ASSIGNED TASK:
The number of lines holding the string "RhythmError" is all that is wanted; count them in the records below.

EXERCISE INPUTS:
--*--

//! Entrainment pass: the stateful duration recurrence.
//!
//! Consumes the sync sequence and the utterance's amplitudes and produces one
//! V-to-V duration per unit in a single strictly sequential pass — each
//! output depends on the stored previous output (Markov property).
//!
//! ## Recurrence
//! With `d_prev` the previous stored duration (seeded by
//! [`OscillatorParams::initial_duration`]), group `g` (0-based), unit `u`
//! (1-based inside its entry):
//!
//! - `reset = −beta · (d_prev − t0) · m`, where `m = 1` for the first real
//!   group and the *previous* entry's amplitude otherwise.
//! - `delta = alpha · d_prev · sync[i] · amplitude(g)`
//! - Real groups add `reset` to `delta` while `u ≤ L(g)`, the group's
//!   resetting length; catalexis units never receive the reset.
//! - `durations[i] = round4(d_prev + delta)`, and the rounded value is what
//!   the next step reads as `d_prev`.
//!
//! ## Quantization
//! As in the sync pass, the 4-decimal rounding is part of the model: the
//! recurrence consumes the rounded predecessor, so dropping it changes every
//! subsequent value.
use crate::rhythm::{
    core::{params::OscillatorParams, rounding::round4, utterance::Utterance},
    errors::{RhythmError, RhythmResult},
};
use ndarray::Array1;

/// Compute the entrained duration sequence for `utterance`.
///
/// One pass, O(N), strictly sequential. `sync` must hold one value per
/// V-to-V unit (as produced by
/// [`compute_sync`](crate::rhythm::core::sync::compute_sync)); the output is
/// index-aligned with it.
///
/// # Errors
/// - [`RhythmError::SyncLengthMismatch`] when `sync.len()` differs from
///   `utterance.total_units()`. The orchestrator never produces such a
///   sequence; the check guards direct callers of the two passes.
pub fn compute_durations(
    utterance: &Utterance, sync: &Array1<f64>, params: &OscillatorParams,
) -> RhythmResult<Array1<f64>> {
    let n_total = utterance.total_units();
    if sync.len() != n_total {
        return Err(RhythmError::SyncLengthMismatch { expected: n_total, actual: sync.len() });
    }

    let mut durations = Array1::zeros(n_total);
    let mut d_prev = params.initial_duration();
    let mut i = 0;

    // The first real group resets against a unit amplitude multiplier.
    let mut reset_amplitude = 1.0;
    for group in &utterance.groups {
        let reset_len = params.resetting.resetting_length(group);
        for u in 1..=group.unit_count {
            let mut delta = params.alpha * d_prev * sync[i] * group.amplitude;
            if u <= reset_len {
                delta += -params.beta * (d_prev - params.t0) * reset_amplitude;
            }
            d_prev = round4(d_prev + delta);
            durations[i] = d_prev;
            i += 1;
        }
        reset_amplitude = group.amplitude;
    }

    if let Some(catalexis) = &utterance.catalexis {
        for _ in 0..catalexis.unit_count {
            let delta = params.alpha * d_prev * sync[i] * catalexis.amplitude;
            d_prev = round4(d_prev + delta);
            durations[i] = d_prev;
            i += 1;
        }
    }

    Ok(durations)
}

--*--

RESULT FOR THIS EXERCISE:
3